Collected data:
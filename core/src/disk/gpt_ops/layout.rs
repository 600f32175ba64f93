// Image sizing: where each partition goes and how big the image is

use super::types::{GptError, BACK_MATTER_BLOCKS, FRONT_MATTER_BLOCKS, PARTITION_TABLE_BLOCKS};
use crate::disk::geometry::{bytes_to_lba, checked_next_aligned_lba};
use crate::disk::{ALIGNMENT_LBA, BLOCK_SIZE};

/// Block ranges of a two-partition image. Partition ends are inclusive.
#[derive(Debug, Clone, Copy, PartialEq, Eq)]
pub struct ImagePlan {
    pub esp_start: u64,
    pub esp_end: u64,
    pub data_start: u64,
    pub data_end: u64,
    pub total_blocks: u64,
}

impl ImagePlan {
    /// Fits in a `u64` for every plan returned by [`layout_image`].
    pub const fn total_bytes(&self) -> u64 {
        self.total_blocks * BLOCK_SIZE as u64
    }

    pub const fn secondary_header_lba(&self) -> u64 {
        self.total_blocks - 1
    }

    pub const fn secondary_table_lba(&self) -> u64 {
        self.total_blocks - BACK_MATTER_BLOCKS
    }

    pub const fn first_usable_lba(&self) -> u64 {
        FRONT_MATTER_BLOCKS
    }

    pub const fn last_usable_lba(&self) -> u64 {
        self.total_blocks - FRONT_MATTER_BLOCKS
    }

    pub const fn esp_blocks(&self) -> u64 {
        self.esp_end - self.esp_start + 1
    }
}

/// Plan an image holding an ESP of `esp_bytes` and a data partition of
/// `data_bytes`, both starting on a 1 MiB boundary.
///
/// The data partition is rounded up past the next alignment boundary, and
/// the total adds two alignment units of slack so the secondary GPT sits a
/// fixed distance from the end regardless of partition sizes.
pub fn layout_image(esp_bytes: u64, data_bytes: u64) -> Result<ImagePlan, GptError> {
    if esp_bytes == 0 || data_bytes == 0 {
        return Err(GptError::EmptyPartition);
    }

    let esp_start = ALIGNMENT_LBA;
    let esp_span = bytes_to_lba(esp_bytes) - 1;
    let esp_end = esp_start
        .checked_add(esp_span)
        .ok_or(GptError::ImageTooLarge)?;

    let data_start = checked_next_aligned_lba(esp_end).ok_or(GptError::ImageTooLarge)?;
    let data_blocks = checked_next_aligned_lba(bytes_to_lba(data_bytes));
    let data_span = data_blocks.ok_or(GptError::ImageTooLarge)? - 1;
    let data_end = data_start
        .checked_add(data_span)
        .ok_or(GptError::ImageTooLarge)?;

    // every block of the image must also be addressable in bytes
    let total_blocks = [esp_span, data_span, 2 * ALIGNMENT_LBA, BACK_MATTER_BLOCKS]
        .into_iter()
        .try_fold(FRONT_MATTER_BLOCKS, u64::checked_add)
        .filter(|blocks| blocks.checked_mul(BLOCK_SIZE as u64).is_some())
        .ok_or(GptError::ImageTooLarge)?;

    let plan = ImagePlan {
        esp_start,
        esp_end,
        data_start,
        data_end,
        total_blocks,
    };

    tracing::debug!(
        esp_start = plan.esp_start,
        esp_end = plan.esp_end,
        data_start = plan.data_start,
        data_end = plan.data_end,
        total_blocks = plan.total_blocks,
        table_blocks = PARTITION_TABLE_BLOCKS,
        "image layout"
    );

    Ok(plan)
}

_Problem details_
Write out the entries above word for word.

_Answer for this exercise_
filename core/src/disk/gpt_ops/layout.rs
repository 600f32175ba64f93
// Image sizing: where each partition goes and how big the image is

use super::types::{GptError, BACK_MATTER_BLOCKS, FRONT_MATTER_BLOCKS, PARTITION_TABLE_BLOCKS};
use crate::disk::geometry::{bytes_to_lba, checked_next_aligned_lba};
use crate::disk::{ALIGNMENT_LBA, BLOCK_SIZE};

/// Block ranges of a two-partition image. Partition ends are inclusive.
#[derive(Debug, Clone, Copy, PartialEq, Eq)]
pub struct ImagePlan {
    pub esp_start: u64,
    pub esp_end: u64,
    pub data_start: u64,
    pub data_end: u64,
    pub total_blocks: u64,
}

impl ImagePlan {
    /// Fits in a `u64` for every plan returned by [`layout_image`].
    pub const fn total_bytes(&self) -> u64 {
        self.total_blocks * BLOCK_SIZE as u64
    }

    pub const fn secondary_header_lba(&self) -> u64 {
        self.total_blocks - 1
    }

    pub const fn secondary_table_lba(&self) -> u64 {
        self.total_blocks - BACK_MATTER_BLOCKS
    }

    pub const fn first_usable_lba(&self) -> u64 {
        FRONT_MATTER_BLOCKS
    }

    pub const fn last_usable_lba(&self) -> u64 {
        self.total_blocks - FRONT_MATTER_BLOCKS
    }

    pub const fn esp_blocks(&self) -> u64 {
        self.esp_end - self.esp_start + 1
    }
}

/// Plan an image holding an ESP of `esp_bytes` and a data partition of
/// `data_bytes`, both starting on a 1 MiB boundary.
///
/// The data partition is rounded up past the next alignment boundary, and
/// the total adds two alignment units of slack so the secondary GPT sits a
/// fixed distance from the end regardless of partition sizes.
pub fn layout_image(esp_bytes: u64, data_bytes: u64) -> Result<ImagePlan, GptError> {
    if esp_bytes == 0 || data_bytes == 0 {
        return Err(GptError::EmptyPartition);
    }

    let esp_start = ALIGNMENT_LBA;
    let esp_span = bytes_to_lba(esp_bytes) - 1;
    let esp_end = esp_start
        .checked_add(esp_span)
        .ok_or(GptError::ImageTooLarge)?;

    let data_start = checked_next_aligned_lba(esp_end).ok_or(GptError::ImageTooLarge)?;
    let data_blocks = checked_next_aligned_lba(bytes_to_lba(data_bytes));
    let data_span = data_blocks.ok_or(GptError::ImageTooLarge)? - 1;
    let data_end = data_start
        .checked_add(data_span)
        .ok_or(GptError::ImageTooLarge)?;

    // every block of the image must also be addressable in bytes
    let total_blocks = [esp_span, data_span, 2 * ALIGNMENT_LBA, BACK_MATTER_BLOCKS]
        .into_iter()
        .try_fold(FRONT_MATTER_BLOCKS, u64::checked_add)
        .filter(|blocks| blocks.checked_mul(BLOCK_SIZE as u64).is_some())
        .ok_or(GptError::ImageTooLarge)?;

    let plan = ImagePlan {
        esp_start,
        esp_end,
        data_start,
        data_end,
        total_blocks,
    };

    tracing::debug!(
        esp_start = plan.esp_start,
        esp_end = plan.esp_end,
        data_start = plan.data_start,
        data_end = plan.data_end,
        total_blocks = plan.total_blocks,
        table_blocks = PARTITION_TABLE_BLOCKS,
        "image layout"
    );

    Ok(plan)
}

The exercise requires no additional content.